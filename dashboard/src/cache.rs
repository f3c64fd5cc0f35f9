use std::time::Duration;

use alloy::primitives::Address;
use moka::future::Cache as MokaCache;
use shared::{CollateralInfo, DashboardSnapshot};

const COLLATERALS_KEY: &str = "collaterals";

#[derive(Clone)]
pub struct SnapshotCache {
    snapshots: MokaCache<Address, DashboardSnapshot>,
    collaterals: MokaCache<String, Vec<CollateralInfo>>,
}

impl SnapshotCache {
    pub fn new(max_capacity: u64, ttl: Duration) -> Self {
        Self {
            snapshots: MokaCache::builder()
                .max_capacity(max_capacity)
                .time_to_live(ttl)
                .build(),

            collaterals: MokaCache::builder().max_capacity(1).time_to_live(ttl).build(),
        }
    }

    pub async fn get_snapshot(&self, collateral: Address) -> Option<DashboardSnapshot> {
        self.snapshots.get(&collateral).await
    }

    pub async fn set_snapshot(&self, collateral: Address, snapshot: DashboardSnapshot) {
        self.snapshots.insert(collateral, snapshot).await;
    }

    pub async fn invalidate_snapshot(&self, collateral: Address) {
        self.snapshots.invalidate(&collateral).await;
    }

    pub async fn get_collaterals(&self) -> Option<Vec<CollateralInfo>> {
        self.collaterals.get(COLLATERALS_KEY).await
    }

    pub async fn set_collaterals(&self, collaterals: Vec<CollateralInfo>) {
        self.collaterals.insert(COLLATERALS_KEY.to_string(), collaterals).await;
    }
}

········

Where the string "snapshots" turns up in a line of the data above, copy that whole line.

    snapshots: MokaCache<Address, DashboardSnapshot>,
            snapshots: MokaCache::builder()
        self.snapshots.get(&collateral).await
        self.snapshots.insert(collateral, snapshot).await;
        self.snapshots.invalidate(&collateral).await;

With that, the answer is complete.